Allan is enjoying the pace of work at the base. Prior to his arrival last year, the Public Health Dept. was understaffed, and remains backlogged. But he and Gene are happily plodding along. I'm teaching English Monday, Tuesday and Wednesday mornings, having given up my Sunday night class. My students were lax about showing up and I prefer not to teach on the weekend.
This weekend we took the train to see Odawara Castle. Allan heard about the castle at the base.

It took about an hour on the train to get there, and then a walk to the castle park, but we stopped on the way to do our favorite thing - eat. I had a rice bowl with tempura shrimp and vegetables. Allan got a set, which included a smaller version of my bowl, soup, pickles, some soba noodles and dessert.
The castle is a tourist site, so it was easy to find.
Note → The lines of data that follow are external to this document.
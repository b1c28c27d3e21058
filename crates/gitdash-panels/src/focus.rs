#![forbid(unsafe_code)]

//! Focus stack.
//!
//! Every modal open pushes exactly one entry recording who had focus before
//! it; every close pops exactly one. The stack depth therefore equals the
//! number of nested modal panels.
//!
//! # Invariants
//!
//! 1. `restore` is strictly LIFO: it returns the `previous` of the most
//!    recently pushed entry and makes it current.
//! 2. Restoring from an empty stack is a [`FocusError::Underflow`], never a
//!    silent no-op.
//! 3. [`FocusStack::release`] closes a panel that may not be on top (forced
//!    replacement of a buried panel). The entry above it inherits its
//!    `previous`, so the chain of returns stays intact and the current focus
//!    does not move.

use std::fmt;

use crate::arena::PanelName;

/// One pushed record: `owner` took focus from `previous`.
#[derive(Debug, Clone, PartialEq, Eq)]
pub struct FocusStackEntry {
    pub owner: PanelName,
    pub previous: Option<PanelName>,
}

/// Focus stack misuse.
#[derive(Debug, Clone, PartialEq, Eq)]
pub enum FocusError {
    /// `restore` called with nothing pushed.
    Underflow,
    /// `release` named a panel that never pushed an entry.
    NotOnStack(PanelName),
}

impl fmt::Display for FocusError {
    fn fmt(&self, f: &mut fmt::Formatter<'_>) -> fmt::Result {
        match self {
            Self::Underflow => write!(f, "focus restore with an empty focus stack"),
            Self::NotOnStack(name) => write!(f, "panel {name} has no focus stack entry"),
        }
    }
}

impl std::error::Error for FocusError {}

/// LIFO focus history plus the currently focused panel.
#[derive(Debug, Default)]
pub struct FocusStack {
    current: Option<PanelName>,
    entries: Vec<FocusStackEntry>,
}

impl FocusStack {
    #[must_use]
    pub fn new() -> Self {
        Self::default()
    }

    /// Panel that currently has focus.
    #[must_use]
    pub fn current(&self) -> Option<&PanelName> {
        self.current.as_ref()
    }

    /// Number of pushed entries.
    #[must_use]
    pub fn depth(&self) -> usize {
        self.entries.len()
    }

    #[must_use]
    pub fn is_empty(&self) -> bool {
        self.entries.is_empty()
    }

    /// Pushed entries, bottom first.
    #[must_use]
    pub fn entries(&self) -> &[FocusStackEntry] {
        &self.entries
    }

    /// Move focus between base panels without pushing anything.
    pub fn set_current(&mut self, name: Option<PanelName>) {
        self.current = name;
    }

    /// Push `from` and give focus to `to`.
    pub fn record_and_switch(&mut self, from: Option<PanelName>, to: PanelName) {
        self.entries.push(FocusStackEntry {
            owner: to.clone(),
            previous: from,
        });
        self.current = Some(to);
    }

    /// Pop the most recent entry and return focus to its `previous`.
    pub fn restore(&mut self) -> Result<Option<PanelName>, FocusError> {
        let entry = self.entries.pop().ok_or(FocusError::Underflow)?;
        self.current = entry.previous.clone();
        Ok(entry.previous)
    }

    /// Pop the entry pushed by `owner`, wherever it sits.
    ///
    /// On top this is exactly [`restore`](Self::restore). Below the top the
    /// entry is spliced out and the current focus is returned unchanged.
    pub fn release(&mut self, owner: &PanelName) -> Result<Option<PanelName>, FocusError> {
        let idx = self
            .entries
            .iter()
            .rposition(|e| &e.owner == owner)
            .ok_or_else(|| FocusError::NotOnStack(owner.clone()))?;
        if idx + 1 == self.entries.len() {
            return self.restore();
        }
        let removed = self.entries.remove(idx);
        if let Some(above) = self.entries.get_mut(idx) {
            if above.previous.as_ref() == Some(owner) {
                above.previous = removed.previous;
            }
        }
        Ok(self.current.clone())
    }
}

#[cfg(test)]
mod tests {
    use super::*;

    fn name(s: &str) -> PanelName {
        PanelName::new(s)
    }

    #[test]
    fn restore_returns_previous() {
        let mut stack = FocusStack::new();
        stack.set_current(Some(name("files")));
        stack.record_and_switch(Some(name("files")), name("confirmation"));
        assert_eq!(stack.current(), Some(&name("confirmation")));
        assert_eq!(stack.restore(), Ok(Some(name("files"))));
        assert_eq!(stack.current(), Some(&name("files")));
        assert!(stack.is_empty());
    }

    #[test]
    fn restore_on_empty_is_an_error() {
        let mut stack = FocusStack::new();
        assert_eq!(stack.restore(), Err(FocusError::Underflow));
    }

    #[test]
    fn nested_restore_is_lifo() {
        let mut stack = FocusStack::new();
        stack.record_and_switch(Some(name("files")), name("a"));
        stack.record_and_switch(Some(name("a")), name("b"));
        assert_eq!(stack.depth(), 2);
        assert_eq!(stack.restore(), Ok(Some(name("a"))));
        assert_eq!(stack.restore(), Ok(Some(name("files"))));
    }

    #[test]
    fn release_buried_entry_relinks_chain() {
        let mut stack = FocusStack::new();
        stack.record_and_switch(Some(name("files")), name("a"));
        stack.record_and_switch(Some(name("a")), name("b"));
        assert_eq!(stack.release(&name("a")), Ok(Some(name("b"))));
        assert_eq!(stack.current(), Some(&name("b")));
        assert_eq!(stack.restore(), Ok(Some(name("files"))));
    }

    #[test]
    fn release_unknown_owner() {
        let mut stack = FocusStack::new();
        assert_eq!(
            stack.release(&name("ghost")),
            Err(FocusError::NotOnStack(name("ghost")))
        );
    }
}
It has a history that goes back to 1417. Unfortunately, the structure was completely destroyed in the late 19th century.

The old castles, palaces and stuff like that here have great doors. It's a replica, but still great. Once inside the outer door, you're still not through the main gate, which is shown below. This leads to a courtyard, which leads to a park. There are some out buildings and originally a stable, (15th century, no cars).

The tops of older buildings have statues, and in the case of this building, that statue is a fish. The ocean is important to life here, there is even a holiday called Sea Day. According to some of my students, Sea Day is a rather new holiday, created because they needed a holiday in July. Since they eat as much seafood as beef, pork and chicken combined, it makes sense.

The castle is a replica, and the inside is a museum filled with military equipment. No matter where you go in the world, museums are filled with the paraphernalia of past wars.

There were suits of armor, spears, swords, shields, helmuts and a little artwork. I hoped it would be a good place to take visitors, but I think I'll stick to the big Buddha and the sites in Tokyo. The distance is about the same.

Where Allan is standing, a vendor will photograph you in traditional Japanese attire, which they supply. I couldn't imagine putting on a kimono in that heat.

When we left the castle, we had a lot of sunlight left, so took a walk through town. We did some shopping, but the heat and humidity was stifling. Going into the shops was cooler than being on the street, and we picked up some baked goods before returning home.

On a funny note: Hiromi, our Japanese teacher, gave Allan a book called "Making Out in Japanese". We have enjoyed reading the phrases like "Your tool is small", "Are you on the pill?", "Is this your first time?", "Do that same thing again" and my personal favorite - "Aishiteru-kedo kekkon wa dekinai" or "I love you but I can't marry you".